National Genome Research Initiative: A New Paradigm For Teaching Research To Undergraduates In South America

Rafael Ovalle


Introduction: From 2007 to 2011, the Howard Hughes Medical Institute (HHMI) recruited professors across the US to test a new paradigm in undergraduate education: the National Genome Research Initiative (NGRI). Undergraduates were taught to isolate bacteriophages, characterize their findings, and report to the scientific community.

Objective: The educational goal of the NGRI program was to expose science undergraduates to an authentic research experience to increase graduation rates. The scientific goal was to isolate mycobacteriophages to be used as therapeutic agents against disease-causing mycobacteria.

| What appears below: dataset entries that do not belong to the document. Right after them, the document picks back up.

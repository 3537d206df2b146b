//! Odometry-driven motion model.
//!
//! Propagates every particle by the robot's incremental displacement
//! since the previous filter update, plus Gaussian process noise.
//! Particles that land outside free space are discarded; the population
//! may shrink below the target count until the next resample.

use rand::Rng;
use rand_distr::StandardNormal;

use crate::core::math::normalize_angle;
use crate::core::types::Pose2D;
use crate::map::OccupancyField;

use super::particle::Particle;

/// Incremental displacement in the robot's local frame.
#[derive(Debug, Clone, Copy)]
pub struct OdomDelta {
    /// Forward displacement (meters).
    pub dx: f64,
    /// Lateral displacement (meters).
    pub dy: f64,
    /// Heading change (radians).
    pub dtheta: f64,
}

impl OdomDelta {
    /// Displacement between two odometry snapshots, expressed in the
    /// heading frame of the previous snapshot.
    pub fn between(prev: &Pose2D, curr: &Pose2D) -> Self {
        let dx_odom = curr.x - prev.x;
        let dy_odom = curr.y - prev.y;
        let (sin_t, cos_t) = prev.theta.sin_cos();

        Self {
            dx: cos_t * dx_odom + sin_t * dy_odom,
            dy: -sin_t * dx_odom + cos_t * dy_odom,
            dtheta: normalize_angle(curr.theta - prev.theta),
        }
    }
}

/// Configuration for the motion model.
#[derive(Debug, Clone, Copy)]
pub struct MotionModelConfig {
    /// Process noise on x and y per update (meters).
    pub sigma_xy: f64,
    /// Process noise on heading per update (radians).
    pub sigma_theta: f64,
}

impl Default for MotionModelConfig {
    fn default() -> Self {
        Self {
            sigma_xy: 0.1,
            sigma_theta: 0.1,
        }
    }
}

/// Gaussian-noise motion model with free-space rejection.
#[derive(Debug, Clone)]
pub struct MotionModel {
    config: MotionModelConfig,
}

impl MotionModel {
    pub fn new(config: MotionModelConfig) -> Self {
        Self { config }
    }

    /// Propagate the population by one odometry delta.
    ///
    /// The local displacement is rotated into each particle's own
    /// heading before being applied. Survivors are collected into a new
    /// vector; particles whose updated position is not on a free map
    /// cell are dropped.
    pub fn propagate<R: Rng>(
        &self,
        particles: &[Particle],
        delta: &OdomDelta,
        map: &OccupancyField,
        rng: &mut R,
    ) -> Vec<Particle> {
        let mut survivors = Vec::with_capacity(particles.len());

        for p in particles {
            let (sin_t, cos_t) = p.pose.theta.sin_cos();
            let noise_x: f64 = rng.sample::<f64, _>(StandardNormal) * self.config.sigma_xy;
            let noise_y: f64 = rng.sample::<f64, _>(StandardNormal) * self.config.sigma_xy;
            let noise_t: f64 = rng.sample::<f64, _>(StandardNormal) * self.config.sigma_theta;

            let x = p.pose.x + delta.dx * cos_t - delta.dy * sin_t + noise_x;
            let y = p.pose.y + delta.dx * sin_t + delta.dy * cos_t + noise_y;
            let theta = normalize_angle(p.pose.theta + delta.dtheta + noise_t);

            if map.is_free(x, y) {
                survivors.push(Particle::with_weight(Pose2D { x, y, theta }, p.weight));
            }
        }

        survivors
    }
}

#[cfg(test)]
mod tests {
    use super::*;
    use approx::assert_relative_eq;
    use rand::rngs::SmallRng;
    use rand::SeedableRng;
    use std::f64::consts::FRAC_PI_2;

    fn open_map() -> OccupancyField {
        // 20x20 free cells at 0.5m, origin at (-5, -5)
        OccupancyField::from_cells(20, 20, 0.5, -5.0, -5.0, vec![0u8; 400]).unwrap()
    }

    fn zero_noise() -> MotionModel {
        MotionModel::new(MotionModelConfig {
            sigma_xy: 0.0,
            sigma_theta: 0.0,
        })
    }

    #[test]
    fn test_delta_in_previous_heading_frame() {
        // Robot facing +y moves one meter forward in odometry frame
        let prev = Pose2D::new(0.0, 0.0, FRAC_PI_2);
        let curr = Pose2D::new(0.0, 1.0, FRAC_PI_2);
        let delta = OdomDelta::between(&prev, &curr);

        assert_relative_eq!(delta.dx, 1.0, epsilon = 1e-12);
        assert_relative_eq!(delta.dy, 0.0, epsilon = 1e-12);
        assert_relative_eq!(delta.dtheta, 0.0, epsilon = 1e-12);
    }

    #[test]
    fn test_delta_heading_wraps() {
        let prev = Pose2D::new(0.0, 0.0, 3.0);
        let curr = Pose2D::new(0.0, 0.0, -3.0);
        let delta = OdomDelta::between(&prev, &curr);

        // Short way around, not -6.0
        assert_relative_eq!(delta.dtheta, 2.0 * std::f64::consts::PI - 6.0, epsilon = 1e-9);
    }

    #[test]
    fn test_zero_noise_determinism() {
        let map = open_map();
        let mut rng = SmallRng::seed_from_u64(42);
        let particles = vec![Particle::new(Pose2D::identity())];
        let delta = OdomDelta {
            dx: 1.0,
            dy: 0.0,
            dtheta: 0.0,
        };

        let moved = zero_noise().propagate(&particles, &delta, &map, &mut rng);

        assert_eq!(moved.len(), 1);
        assert_relative_eq!(moved[0].pose.x, 1.0);
        assert_relative_eq!(moved[0].pose.y, 0.0);
        assert_relative_eq!(moved[0].pose.theta, 0.0);
    }

    #[test]
    fn test_displacement_rotated_into_particle_heading() {
        let map = open_map();
        let mut rng = SmallRng::seed_from_u64(42);
        // Particle facing +y; forward delta should move it along +y
        let particles = vec![Particle::new(Pose2D::new(0.0, 0.0, FRAC_PI_2))];
        let delta = OdomDelta {
            dx: 1.0,
            dy: 0.0,
            dtheta: 0.0,
        };

        let moved = zero_noise().propagate(&particles, &delta, &map, &mut rng);

        assert_relative_eq!(moved[0].pose.x, 0.0, epsilon = 1e-12);
        assert_relative_eq!(moved[0].pose.y, 1.0, epsilon = 1e-12);
    }

    #[test]
    fn test_occupied_cell_discards_particle() {
        // Single-row map: free, occupied
        let map = OccupancyField::from_cells(2, 1, 1.0, 0.0, 0.0, vec![0u8, 1u8]).unwrap();
        let mut rng = SmallRng::seed_from_u64(42);
        let particles = vec![Particle::new(Pose2D::new(0.5, 0.5, 0.0))];
        let delta = OdomDelta {
            dx: 1.0,
            dy: 0.0,
            dtheta: 0.0,
        };

        let moved = zero_noise().propagate(&particles, &delta, &map, &mut rng);
        assert!(moved.is_empty());
    }

    #[test]
    fn test_off_map_discards_particle() {
        let map = open_map();
        let mut rng = SmallRng::seed_from_u64(42);
        let particles = vec![Particle::new(Pose2D::new(4.5, 0.0, 0.0))];
        let delta = OdomDelta {
            dx: 2.0,
            dy: 0.0,
            dtheta: 0.0,
        };

        let moved = zero_noise().propagate(&particles, &delta, &map, &mut rng);
        assert!(moved.is_empty());
    }

    #[test]
    fn test_weight_carried_through() {
        let map = open_map();
        let mut rng = SmallRng::seed_from_u64(42);
        let particles = vec![Particle::with_weight(Pose2D::identity(), 0.7)];
        let delta = OdomDelta {
            dx: 0.0,
            dy: 0.0,
            dtheta: 0.1,
        };

        let moved = zero_noise().propagate(&particles, &delta, &map, &mut rng);
        assert_relative_eq!(moved[0].weight, 0.7);
    }
}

Materials and Methods: In a one-semester lab course undergraduates are taught to find, grow, and purify bacteriophages. In the second semester, students use bioinformatic software to annotate sequences of their bacteriophages.

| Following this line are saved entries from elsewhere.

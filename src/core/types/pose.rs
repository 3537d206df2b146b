//! Pose and point types for 2D localization.

use serde::{Deserialize, Serialize};

/// A 2D point in meters.
#[derive(Debug, Clone, Copy, PartialEq, Serialize, Deserialize)]
pub struct Point2D {
    /// X coordinate in meters
    pub x: f64,
    /// Y coordinate in meters
    pub y: f64,
}

impl Point2D {
    /// Create a new point.
    #[inline]
    pub fn new(x: f64, y: f64) -> Self {
        Self { x, y }
    }

    /// Squared distance to another point (avoids sqrt).
    #[inline]
    pub fn distance_squared(&self, other: &Point2D) -> f64 {
        let dx = self.x - other.x;
        let dy = self.y - other.y;
        dx * dx + dy * dy
    }

    /// Distance to another point.
    #[inline]
    pub fn distance(&self, other: &Point2D) -> f64 {
        self.distance_squared(other).sqrt()
    }
}

impl Default for Point2D {
    fn default() -> Self {
        Self { x: 0.0, y: 0.0 }
    }
}

/// Robot pose in 2D space.
///
/// Represents position (x, y) in meters and heading (theta) in radians.
/// Theta is normalized to (-π, π].
#[derive(Debug, Clone, Copy, PartialEq, Serialize, Deserialize)]
pub struct Pose2D {
    /// X position in meters
    pub x: f64,
    /// Y position in meters
    pub y: f64,
    /// Heading in radians, normalized to (-π, π]
    pub theta: f64,
}

impl Pose2D {
    /// Create a new pose with theta normalized to (-π, π].
    #[inline]
    pub fn new(x: f64, y: f64, theta: f64) -> Self {
        Self {
            x,
            y,
            theta: crate::core::math::normalize_angle(theta),
        }
    }

    /// Identity pose at origin with zero heading.
    #[inline]
    pub fn identity() -> Self {
        Self {
            x: 0.0,
            y: 0.0,
            theta: 0.0,
        }
    }

    /// Compose two poses: self ⊕ other
    ///
    /// Applies `other` transform relative to `self` frame.
    /// ```text
    /// C = A ⊕ B:
    ///   C.x = A.x + B.x * cos(A.θ) - B.y * sin(A.θ)
    ///   C.y = A.y + B.x * sin(A.θ) + B.y * cos(A.θ)
    ///   C.θ = normalize(A.θ + B.θ)
    /// ```
    #[inline]
    pub fn compose(&self, other: &Pose2D) -> Pose2D {
        let (sin_t, cos_t) = self.theta.sin_cos();
        Pose2D::new(
            self.x + other.x * cos_t - other.y * sin_t,
            self.y + other.x * sin_t + other.y * cos_t,
            self.theta + other.theta,
        )
    }

    /// Inverse of this pose.
    ///
    /// Returns the transform that undoes this pose.
    #[inline]
    pub fn inverse(&self) -> Pose2D {
        let (sin_t, cos_t) = self.theta.sin_cos();
        Pose2D::new(
            -self.x * cos_t - self.y * sin_t,
            self.x * sin_t - self.y * cos_t,
            -self.theta,
        )
    }

    /// Transform a point from local frame to global frame.
    #[inline]
    pub fn transform_point(&self, point: &Point2D) -> Point2D {
        let (sin_t, cos_t) = self.theta.sin_cos();
        Point2D::new(
            self.x + point.x * cos_t - point.y * sin_t,
            self.y + point.x * sin_t + point.y * cos_t,
        )
    }

    /// Transform a point from global frame to local frame.
    #[inline]
    pub fn inverse_transform_point(&self, point: &Point2D) -> Point2D {
        let (sin_t, cos_t) = self.theta.sin_cos();
        let dx = point.x - self.x;
        let dy = point.y - self.y;
        Point2D::new(dx * cos_t + dy * sin_t, -dx * sin_t + dy * cos_t)
    }

    /// Interpolate between two timestamped poses.
    ///
    /// Returns the interpolated pose at `target_time_us`.
    /// Returns `None` if `target_time_us` is outside the range [start, end].
    ///
    /// Uses linear interpolation for x, y and shortest-path angular
    /// interpolation for theta.
    pub fn interpolate(
        start: &super::Timestamped<Pose2D>,
        end: &super::Timestamped<Pose2D>,
        target_time_us: u64,
    ) -> Option<Pose2D> {
        if target_time_us < start.timestamp_us || target_time_us > end.timestamp_us {
            return None;
        }

        if start.timestamp_us == end.timestamp_us {
            return Some(start.data);
        }

        let t = (target_time_us - start.timestamp_us) as f64
            / (end.timestamp_us - start.timestamp_us) as f64;

        let x = start.data.x + t * (end.data.x - start.data.x);
        let y = start.data.y + t * (end.data.y - start.data.y);
        let theta = crate::core::math::angle_lerp(start.data.theta, end.data.theta, t);

        Some(Pose2D { x, y, theta })
    }
}

impl Default for Pose2D {
    fn default() -> Self {
        Self::identity()
    }
}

Results: Ahead of data on student graduation rates, the NGRI program has generated expanded productivity for US undergraduates. Over a four year period, thousands of participants were taught to collect bacteriophages, annotate sequences, and present their findings. Those undergraduates will have isolated 2300+ phages, annotated 250+ sequences, presented hundreds of posters at conferences across the US, and are co-authors on papers published by labs participating in the NGRI program.

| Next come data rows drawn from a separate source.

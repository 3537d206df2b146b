//! JSON message types for the transport boundary.
//!
//! Inbound sensor traffic arrives as one JSON object per UDP datagram.
//! Outbound streaming uses newline-delimited JSON over TCP.

use serde::{Deserialize, Serialize};

use crate::core::types::{LaserScan, Pose2D, Timestamped};
use crate::localization::Particle;
use crate::state::FilterStats;
use crate::tf::Correction;

/// Inbound sensor and command messages.
#[derive(Debug, Clone, Serialize, Deserialize)]
#[serde(tag = "type", rename_all = "snake_case")]
pub enum SensorMessage {
    /// Odometry pose sample.
    Odometry {
        timestamp_us: u64,
        x: f64,
        y: f64,
        theta: f64,
    },
    /// Raw lidar scan.
    Scan {
        timestamp_us: u64,
        angle_min: f64,
        angle_increment: f64,
        range_min: f64,
        range_max: f64,
        ranges: Vec<f64>,
    },
    /// External pose-reset request.
    SetPose {
        timestamp_us: u64,
        x: f64,
        y: f64,
        theta: f64,
    },
}

impl SensorMessage {
    /// Extract an odometry sample, if this is one.
    pub fn as_odometry(&self) -> Option<Timestamped<Pose2D>> {
        match *self {
            SensorMessage::Odometry {
                timestamp_us,
                x,
                y,
                theta,
            } => Some(Timestamped::new(Pose2D::new(x, y, theta), timestamp_us)),
            _ => None,
        }
    }

    /// Extract a scan, if this is one.
    pub fn as_scan(&self) -> Option<Timestamped<LaserScan>> {
        match self {
            SensorMessage::Scan {
                timestamp_us,
                angle_min,
                angle_increment,
                range_min,
                range_max,
                ranges,
            } => Some(Timestamped::new(
                LaserScan::new(
                    *angle_min,
                    *angle_increment,
                    *range_min,
                    *range_max,
                    ranges.clone(),
                ),
                *timestamp_us,
            )),
            _ => None,
        }
    }
}

/// Outbound streaming messages for visualization clients.
#[derive(Debug, Clone, Serialize)]
#[serde(tag = "type", rename_all = "snake_case")]
pub enum StreamMessage {
    /// Latest pose estimate in the map frame.
    PoseEstimate {
        timestamp_us: u64,
        x: f64,
        y: f64,
        theta: f64,
    },
    /// Particle population snapshot: [x, y, theta, weight] per particle.
    ParticleCloud {
        timestamp_us: u64,
        particles: Vec<[f64; 4]>,
    },
    /// Last accepted scan, republished for visualization.
    Scan {
        timestamp_us: u64,
        angle_min: f64,
        angle_increment: f64,
        range_min: f64,
        range_max: f64,
        ranges: Vec<f64>,
    },
    /// Map->odom correction transform.
    MapToOdom {
        timestamp_us: u64,
        x: f64,
        y: f64,
        theta: f64,
    },
    /// Filter diagnostics.
    Status {
        timestamp_us: u64,
        update_cycles: u64,
        scans_dropped: u64,
        scans_rejected: u64,
        particle_count: usize,
    },
}

impl StreamMessage {
    pub fn pose_estimate(estimate: &Timestamped<Pose2D>) -> Self {
        StreamMessage::PoseEstimate {
            timestamp_us: estimate.timestamp_us,
            x: estimate.data.x,
            y: estimate.data.y,
            theta: estimate.data.theta,
        }
    }

    pub fn particle_cloud(particles: &[Particle], timestamp_us: u64) -> Self {
        StreamMessage::ParticleCloud {
            timestamp_us,
            particles: particles
                .iter()
                .map(|p| [p.pose.x, p.pose.y, p.pose.theta, p.weight])
                .collect(),
        }
    }

    pub fn scan(scan: &Timestamped<LaserScan>) -> Self {
        StreamMessage::Scan {
            timestamp_us: scan.timestamp_us,
            angle_min: scan.data.angle_min,
            angle_increment: scan.data.angle_increment,
            range_min: scan.data.range_min,
            range_max: scan.data.range_max,
            ranges: scan.data.ranges.clone(),
        }
    }

    pub fn map_to_odom(correction: &Correction, publish_timestamp_us: u64) -> Self {
        StreamMessage::MapToOdom {
            timestamp_us: publish_timestamp_us,
            x: correction.transform.x,
            y: correction.transform.y,
            theta: correction.transform.theta,
        }
    }

    pub fn status(stats: &FilterStats, timestamp_us: u64) -> Self {
        StreamMessage::Status {
            timestamp_us,
            update_cycles: stats.update_cycles,
            scans_dropped: stats.scans_dropped,
            scans_rejected: stats.scans_rejected,
            particle_count: stats.particle_count,
        }
    }
}
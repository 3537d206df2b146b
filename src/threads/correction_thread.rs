//! Correction Thread - periodic map->odom transform publication.
//!
//! Runs on a fixed period independent of scan cadence and republishes
//! the last computed correction stamped slightly into the future, so
//! consumers interpolating over the transform never run out of valid
//! data between estimation cycles. Publishes nothing until the first
//! estimate exists.

use std::sync::atomic::{AtomicBool, Ordering};
use std::sync::Arc;
use std::thread::{self, JoinHandle};
use std::time::Duration;

use crate::core::types::now_us;
use crate::io::{StreamMessage, StreamPublisher};
use crate::tf::CorrectionSlot;

/// Configuration for the correction thread.
#[derive(Debug, Clone)]
pub struct CorrectionThreadConfig {
    /// Publish period (milliseconds).
    pub publish_period_ms: u64,
    /// How far into the future the published transform is stamped
    /// (milliseconds).
    pub lookahead_ms: u64,
}

impl Default for CorrectionThreadConfig {
    fn default() -> Self {
        Self {
            publish_period_ms: 50,
            lookahead_ms: 100,
        }
    }
}

/// Correction thread handle.
pub struct CorrectionThread {
    handle: JoinHandle<()>,
}

impl CorrectionThread {
    /// Spawn the correction thread.
    pub fn spawn(
        config: CorrectionThreadConfig,
        correction_slot: CorrectionSlot,
        publisher: StreamPublisher,
        running: Arc<AtomicBool>,
    ) -> Self {
        let handle = thread::Builder::new()
            .name("correction".into())
            .spawn(move || run_loop(config, correction_slot, publisher, running))
            .expect("Failed to spawn correction thread");

        Self { handle }
    }

    /// Wait for thread to finish.
    pub fn join(self) -> thread::Result<()> {
        self.handle.join()
    }
}

fn run_loop(
    config: CorrectionThreadConfig,
    correction_slot: CorrectionSlot,
    publisher: StreamPublisher,
    running: Arc<AtomicBool>,
) {
    log::info!("correction thread started");

    let period = Duration::from_millis(config.publish_period_ms);
    let lookahead_us = config.lookahead_ms * 1_000;

    while running.load(Ordering::Relaxed) {
        if let Some(correction) = correction_slot.latest() {
            let stamp = now_us() + lookahead_us;
            let msg = StreamMessage::map_to_odom(&correction, stamp);
            if let Err(e) = publisher.publish(&msg) {
                log::warn!("failed to publish correction: {}", e);
            }
        }

        thread::sleep(period);
    }

    log::info!("correction thread stopped");
}
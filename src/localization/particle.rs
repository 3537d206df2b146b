//! Particle and particle population types.

use serde::{Deserialize, Serialize};

use crate::core::types::Pose2D;

/// A single particle representing a possible robot pose.
#[derive(Debug, Clone, Copy, Serialize, Deserialize)]
pub struct Particle {
    /// Hypothesized robot pose.
    pub pose: Pose2D,
    /// Importance weight (unnormalized until [`ParticleCloud::normalize`]).
    pub weight: f64,
}

impl Particle {
    /// Create a new particle with unit weight.
    pub fn new(pose: Pose2D) -> Self {
        Self { pose, weight: 1.0 }
    }

    /// Create a new particle with specified weight.
    pub fn with_weight(pose: Pose2D, weight: f64) -> Self {
        Self { pose, weight }
    }
}

/// Ordered particle population.
///
/// Replaced wholesale on initialize and resample, never diffed.
#[derive(Debug, Clone, Default)]
pub struct ParticleCloud {
    particles: Vec<Particle>,
}

impl ParticleCloud {
    /// Create an empty population.
    pub fn new() -> Self {
        Self {
            particles: Vec::new(),
        }
    }

    /// Take ownership of an existing particle set.
    pub fn from_particles(particles: Vec<Particle>) -> Self {
        Self { particles }
    }

    pub fn len(&self) -> usize {
        self.particles.len()
    }

    pub fn is_empty(&self) -> bool {
        self.particles.is_empty()
    }

    pub fn particles(&self) -> &[Particle] {
        &self.particles
    }

    pub fn particles_mut(&mut self) -> &mut [Particle] {
        &mut self.particles
    }

    /// Replace the population wholesale.
    pub fn replace(&mut self, particles: Vec<Particle>) {
        self.particles = particles;
    }

    /// Discard all particles.
    pub fn clear(&mut self) {
        self.particles.clear();
    }

    /// Total (possibly unnormalized) weight.
    pub fn total_weight(&self) -> f64 {
        self.particles.iter().map(|p| p.weight).sum()
    }

    /// Normalize weights to sum to 1.
    ///
    /// If the total weight is zero, every particle falls back to the
    /// uniform weight 1/N instead. Idempotent on an already-normalized
    /// population.
    pub fn normalize(&mut self) {
        if self.particles.is_empty() {
            return;
        }
        let total = self.total_weight();
        if total > 0.0 {
            for p in self.particles.iter_mut() {
                p.weight /= total;
            }
        } else {
            let uniform = 1.0 / self.particles.len() as f64;
            for p in self.particles.iter_mut() {
                p.weight = uniform;
            }
        }
    }

    /// The maximum-weight particle, ties broken by first occurrence.
    pub fn best(&self) -> Option<&Particle> {
        let mut best: Option<&Particle> = None;
        for p in &self.particles {
            match best {
                Some(b) if p.weight <= b.weight => {}
                _ => best = Some(p),
            }
        }
        best
    }
}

Discussion: Many professors in the US academic community are convinced that the NGRI program will have lasting impact on the US educational system. Several professors have banded together to form the Phage Galaxy Consortium to continue HHMI’s goal of implementation of the NGRI program at all US colleges.

Conclusions: HHMI’s paradigm is ready for distribution to Central and South America.


Bacteriophage, Bioinformatics, Education, Laboratory, Undergraduate.